Infrastructure KPIs: uptime, latency, throughput, error rates
1. Uptime and Latency as Indicators of Reliability
Uptime is the most recognized KPI in infrastructure because it directly reflects system availability. Expressed as a percentage, uptime communicates how consistently a service remains operational over a given period. Organizations often strive for “five nines” availability, meaning 99.999% uptime, which translates to just a few minutes of downtime per year. For customers, uptime is the difference between trust and frustration; even small outages can result in financial loss, reputational damage, and decreased user loyalty. Technical Product Managers (TPMs) must treat uptime not as a vanity metric but as a critical measure of reliability that influences customer retention and business credibility.

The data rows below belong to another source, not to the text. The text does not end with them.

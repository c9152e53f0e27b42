// src/backend/x11_gl/mod.rs
pub mod context;
pub mod fbconfig;
pub mod glx_api;
pub mod xlib_glx;

use std::any::Any;
use std::sync::Arc;
use std::time::Instant;

use self::context::GlxState;
use self::glx_api::{GlxApi, VisualInfo};
use self::xlib_glx::XlibGlx;
use crate::backend::api::{Backend, DriverDescriptor, GlBackend, SurfaceVisual, Wakeup};
use crate::backend::x11::X11_WINDOW_DRIVER;
use crate::control::{ControlReply, ControlRequest};
use crate::error::Result;
use crate::events::{CreateFlags, VoEvents, VoFlags};
use crate::gl::{GlFunctions, GlVersion};
use crate::manager::VoWin;
use crate::win::WinHandle;
use crate::vo_verbose;

pub static X11_GL_DRIVER: DriverDescriptor = DriverDescriptor {
    name: "x11",
    description: "X11/GLX OpenGL context",
    preinit,
};

fn preinit(win: &mut WinHandle) -> Result<Box<dyn Backend>> {
    let inner = VoWin::create_nested(win, CreateFlags::empty(), &X11_WINDOW_DRIVER)?;
    let api = XlibGlx::open(win.global.vo.x11_display.as_deref())?;
    Ok(Box::new(X11GlBackend::new(inner, Box::new(api))))
}

/// GLX context layered on a nested window manager that owns the drawable.
pub struct X11GlBackend {
    inner: VoWin,
    api: Box<dyn GlxApi>,
    state: GlxState,
}

impl X11GlBackend {
    /// `inner` must offer GL drawables (`create_gl_window`).
    pub fn new(inner: VoWin, api: Box<dyn GlxApi>) -> Self {
        Self {
            inner,
            api,
            state: GlxState::default(),
        }
    }

    pub fn state(&self) -> &GlxState {
        &self.state
    }

    pub fn inner(&mut self) -> &mut VoWin {
        &mut self.inner
    }

    fn sync_size(&self, win: &mut WinHandle) {
        let size = self.inner.get_size();
        win.set_size(size.w, size.h);
    }
}

impl Backend for X11GlBackend {
    fn uninit(&mut self, win: &mut WinHandle) {
        self.state.release(self.api.as_ref());
        vo_verbose!(win.log, "GLX state released");
    }

    fn reconfig(&mut self, win: &mut WinHandle, w: i32, h: i32, flags: VoFlags) -> Result<()> {
        self.inner.reconfig(w, h, flags)?;
        self.sync_size(win);
        Ok(())
    }

    fn control(&mut self, _win: &mut WinHandle, request: &mut ControlRequest) -> ControlReply {
        if let ControlRequest::GetBitDepth(slot) = request {
            if let Some(depth) = self.state.depth {
                *slot = Some(depth);
                return ControlReply::True;
            }
        }
        self.inner.control(request)
    }

    fn wait_events(&mut self, win: &mut WinHandle, until: Instant) -> Result<VoEvents> {
        let events = self.inner.wait_events(until)?;
        if events.contains(VoEvents::RESIZE) {
            self.sync_size(win);
        }
        Ok(events)
    }

    fn waker(&self, _win: &WinHandle) -> Arc<dyn Wakeup> {
        self.inner.raw_waker()
    }

    fn gl(&mut self) -> Option<&mut dyn GlBackend> {
        Some(self)
    }

    fn as_any(&self) -> &dyn Any {
        self
    }

    fn as_any_mut(&mut self) -> &mut dyn Any {
        self
    }
}

impl GlBackend for X11GlBackend {
    fn create_context(
        &mut self,
        win: &mut WinHandle,
        version: GlVersion,
        flags: &mut VoFlags,
    ) -> Result<()> {
        if self.state.has_context() {
            return Ok(());
        }
        let inner = &mut self.inner;
        self.state.negotiate(
            self.api.as_ref(),
            &win.log,
            version,
            flags,
            &mut |visual: Option<&VisualInfo>, flags: VoFlags| {
                let visual = visual.map(|v| SurfaceVisual {
                    id: v.id,
                    depth: u8::try_from(v.depth).unwrap_or(0),
                });
                inner.create_gl_window(visual, flags)
            },
        )?;
        self.sync_size(win);
        Ok(())
    }

    fn gl_functions(&self) -> Option<&GlFunctions> {
        self.state.gl.as_ref()
    }

    fn swap_buffers(&mut self, _win: &mut WinHandle) -> Result<()> {
        self.state.swap_buffers(self.api.as_ref())
    }
}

2. Throughput as a Measure of Scalability
Throughput measures how much work a system can manage within a given timeframe, often expressed in transactions per second, requests per minute, or data processed per hour. It is a vital KPI for understanding scalability, especially in infrastructure products supporting global user bases or high-volume AI workloads. High throughput indicates that systems can support growing demand, while low throughput signals bottlenecks that could constrain business growth.
3. Error Rates as Indicators of Quality and Stability
Error rates measure the frequency of failed operations within a system, such as unsuccessful API calls, transaction failures, or incorrect outputs. While uptime, latency, and throughput capture availability and scalability, error rates provide insights into the quality and stability of infrastructure. High error rates erode customer trust, increase operational costs, and signal deeper issues in design or execution. For AI systems, error rates can manifest misclassifications, failed predictions, or corrupted outputs, which can be particularly damaging in sensitive applications like healthcare or finance.

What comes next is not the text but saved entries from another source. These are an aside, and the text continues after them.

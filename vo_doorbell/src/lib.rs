//! Cross-thread doorbell.
//!
//! A [`Doorbell`] is a payload-free wakeup signal with a pollable read
//! descriptor. Any thread may [`Doorbell::ring`] it; the owning thread
//! polls the descriptor next to its other event sources and calls
//! [`Doorbell::drain`] once woken. Rings are level-triggered and coalesce,
//! so a ring that lands before the owner starts waiting is not lost.

mod backends;

pub use backends::common::{DoorbellBackend, DoorbellStrategy};

use backends::common::AnyDoorbell;
use log::{debug, trace};
use nix::errno::Errno;
use nix::poll::{poll, PollFd, PollFlags, PollTimeout};
use std::fmt;
use std::io::Result;
use std::os::fd::{AsFd, BorrowedFd};
use std::time::Duration;

/// Longest single sleep [`poll_readable`] will perform.
pub const MAX_POLL_TIMEOUT: Duration = Duration::from_secs(10);

pub struct Doorbell {
    backend: AnyDoorbell,
    strategy: DoorbellStrategy,
}

impl Doorbell {
    /// Open a doorbell with the platform's preferred strategy.
    pub fn new() -> Result<Self> {
        Self::with_strategy(DoorbellStrategy::preferred())
    }

    pub fn with_strategy(strategy: DoorbellStrategy) -> Result<Self> {
        let backend = AnyDoorbell::open(strategy)?;
        debug!("doorbell opened ({})", strategy.name());
        Ok(Self { backend, strategy })
    }

    pub fn strategy(&self) -> DoorbellStrategy {
        self.strategy
    }

    /// Wake whoever is polling the read descriptor. Safe from any thread.
    pub fn ring(&self) -> Result<()> {
        trace!("doorbell ring");
        self.backend.ring()
    }

    /// Consume pending rings; `true` if there were any.
    pub fn drain(&self) -> Result<bool> {
        self.backend.drain()
    }

    /// Check for a pending ring without blocking or consuming it.
    pub fn is_ringing(&self) -> Result<bool> {
        let ready = poll_readable(&[self.as_fd()], Some(Duration::ZERO))?;
        Ok(ready[0])
    }

    /// Block until rung or until `timeout` passes, then drain.
    ///
    /// Returns `true` if a ring was consumed.
    pub fn wait(&self, timeout: Option<Duration>) -> Result<bool> {
        let ready = poll_readable(&[self.as_fd()], timeout)?;
        if ready[0] {
            self.drain()
        } else {
            Ok(false)
        }
    }
}

impl AsFd for Doorbell {
    fn as_fd(&self) -> BorrowedFd<'_> {
        self.backend.read_fd()
    }
}

impl fmt::Debug for Doorbell {
    fn fmt(&self, f: &mut fmt::Formatter<'_>) -> fmt::Result {
        f.debug_struct("Doorbell")
            .field("strategy", &self.strategy)
            .finish()
    }
}

/// Convert an optional timeout into a poll timeout.
///
/// `None` blocks indefinitely. Finite values are capped at
/// [`MAX_POLL_TIMEOUT`] and rounded up to whole milliseconds so a short
/// non-zero wait never degenerates into a busy loop.
pub fn poll_timeout(timeout: Option<Duration>) -> PollTimeout {
    match timeout {
        None => PollTimeout::NONE,
        Some(d) => {
            let d = d.min(MAX_POLL_TIMEOUT);
            let mut ms = d.as_millis();
            if Duration::from_millis(ms as u64) < d {
                ms += 1;
            }
            PollTimeout::from(ms as u16)
        }
    }
}

/// Wait until at least one descriptor is readable (or hung up), or the
/// timeout expires. Returns per-descriptor readiness in input order.
///
/// An interrupted wait (EINTR) reports nothing ready.
pub fn poll_readable(fds: &[BorrowedFd<'_>], timeout: Option<Duration>) -> Result<Vec<bool>> {
    let mut pfds: Vec<PollFd> = fds
        .iter()
        .map(|fd| PollFd::new(*fd, PollFlags::POLLIN))
        .collect();

    match poll(&mut pfds, poll_timeout(timeout)) {
        Ok(_) => {}
        Err(Errno::EINTR) => return Ok(vec![false; fds.len()]),
        Err(e) => return Err(e.into()),
    }

    let wake = PollFlags::POLLIN | PollFlags::POLLHUP | PollFlags::POLLERR;
    Ok(pfds
        .iter()
        .map(|p| p.revents().map(|r| r.intersects(wake)).unwrap_or(false))
        .collect())
}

Table 7.1: Error Rates as Indicators of Quality and Stability
Error Type
Indicator of
Organizational Impact
System Downtime Errors
Stability of infrastructure and resilience of systems
Loss of availability, SLA breaches, customer dissatisfaction
Application Bugs
Quality of software development and testing practices
Reduced productivity, increased rework, reputational harm
User Errors
Effectiveness of training, UX design, and process clarity
Delays, inefficiencies, increased support costs
Security Breaches
Strength of security measures and monitoring
Regulatory penalties, loss of data, severe reputational damage
Monitoring error rates allows TPMs and engineering teams to identify systemic issues early and prioritize fixes. Error rates can also reveal hidden inefficiencies: for example, a spike in failed API requests may indicate poor load handling or inadequate error-handling mechanisms. By segmenting error rates across user groups, geographies, or services, teams can pinpoint where failures are most harmful. Importantly, TPMs must frame error rates not only as technical indicators but also as customer experience metrics since errors often translate directly into frustration or lost revenue.

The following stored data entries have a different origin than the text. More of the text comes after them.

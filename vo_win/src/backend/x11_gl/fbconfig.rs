//! Framebuffer configuration attributes and selection.

use std::os::raw::c_int;

use super::glx_api::*;

/// Key/value GLX attribute list, `GLX_NONE` terminated.
#[derive(Debug, Clone, PartialEq, Eq)]
pub struct FbAttribs(Vec<c_int>);

impl FbAttribs {
    /// Double-buffered true-color, at least one bit per color channel,
    /// no alpha, no stereo.
    #[rustfmt::skip]
    pub fn base() -> Self {
        Self(vec![
            GLX_STEREO, GLX_FALSE,
            GLX_X_RENDERABLE, GLX_TRUE,
            GLX_X_VISUAL_TYPE, GLX_TRUE_COLOR,
            GLX_RED_SIZE, 1,
            GLX_GREEN_SIZE, 1,
            GLX_BLUE_SIZE, 1,
            GLX_ALPHA_SIZE, 0,
            GLX_DOUBLEBUFFER, GLX_TRUE,
            GLX_NONE,
        ])
    }

    /// Overwrite the value of an attribute already in the list.
    pub fn set(&mut self, name: c_int, value: c_int) {
        for pair in self.0.chunks_exact_mut(2) {
            if pair[0] == GLX_NONE {
                break;
            }
            if pair[0] == name {
                pair[1] = value;
                break;
            }
        }
    }

    pub fn get(&self, name: c_int) -> Option<c_int> {
        self.0
            .chunks_exact(2)
            .take_while(|pair| pair[0] != GLX_NONE)
            .find(|pair| pair[0] == name)
            .map(|pair| pair[1])
    }

    pub fn as_slice(&self) -> &[c_int] {
        &self.0
    }
}

/// Whether a visual has bits beyond its RGB masks, which can only be alpha.
///
/// Assumes channels of at most 8 bits packed into at most 32 bits: 24-bit
/// visuals are usually padded to 32 bits without being alpha-capable, so
/// only the declared depth counts. Depths of 0 or above 32 are rejected.
pub fn visual_has_alpha(visual: &VisualInfo) -> bool {
    let mask: u64 = match visual.depth {
        32 => u64::from(u32::MAX),
        d @ 1..=31 => (1u64 << d) - 1,
        _ => return false,
    };
    mask & !(visual.red_mask | visual.green_mask | visual.blue_mask) != 0
}

/// Pick a configuration for `attribs`.
///
/// The first (best-ranked) match wins, unless `alpha` is requested: then the
/// first match whose visual really has alpha bits takes precedence.
pub fn select_fb_config(api: &dyn GlxApi, attribs: &FbAttribs, alpha: bool) -> Option<FbConfig> {
    let configs = api.choose_fb_configs(attribs.as_slice());
    let mut chosen = *configs.first()?;

    if alpha {
        for &fbc in &configs {
            let Some(visual) = api.visual_for(fbc) else {
                continue;
            };
            let has_alpha = visual_has_alpha(&visual);
            api.free_visual(&visual);
            if has_alpha {
                chosen = fbc;
                break;
            }
        }
    }
    Some(chosen)
}
// src/backends/pipe.rs

use super::common::DoorbellBackend;
use nix::errno::Errno;
use nix::fcntl::{fcntl, FcntlArg, FdFlag, OFlag};
use nix::unistd;
use std::io::Result;
use std::os::fd::{AsFd, BorrowedFd, OwnedFd};

/// Classic self-pipe: one byte written per ring, all bytes read per drain.
pub struct PipeDoorbell {
    read_end: OwnedFd,
    write_end: OwnedFd,
}

impl PipeDoorbell {
    pub fn new() -> Result<Self> {
        let (read_end, write_end) = unistd::pipe()?;
        for fd in [&read_end, &write_end] {
            fcntl(fd, FcntlArg::F_SETFL(OFlag::O_NONBLOCK))?;
            fcntl(fd, FcntlArg::F_SETFD(FdFlag::FD_CLOEXEC))?;
        }
        Ok(Self {
            read_end,
            write_end,
        })
    }
}

impl DoorbellBackend for PipeDoorbell {
    fn ring(&self) -> Result<()> {
        match unistd::write(&self.write_end, &[0u8]) {
            // EAGAIN: pipe buffer full, plenty of unread rings already
            Ok(_) | Err(Errno::EAGAIN) => Ok(()),
            Err(e) => Err(e.into()),
        }
    }

    fn drain(&self) -> Result<bool> {
        let mut buf = [0u8; 64];
        let mut drained = false;
        loop {
            match unistd::read(&self.read_end, &mut buf) {
                Ok(0) => return Ok(drained),
                Ok(_) => drained = true,
                Err(Errno::EAGAIN) => return Ok(drained),
                Err(Errno::EINTR) => continue,
                Err(e) => return Err(e.into()),
            }
        }
    }

    fn read_fd(&self) -> BorrowedFd<'_> {
        self.read_end.as_fd()
    }
}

Reducing error rates requires investment in automated testing, observability tools, and robust incident response processes. It also demands cultural practices that prioritize quality, such as blameless postmortems and continuous improvement. TPMs must advocate for these practices and ensure that error rate reduction is built into roadmaps alongside feature delivery. By tracking error rates consistently and transparently, organizations demonstrate a commitment to stability, reliability, and customer trust.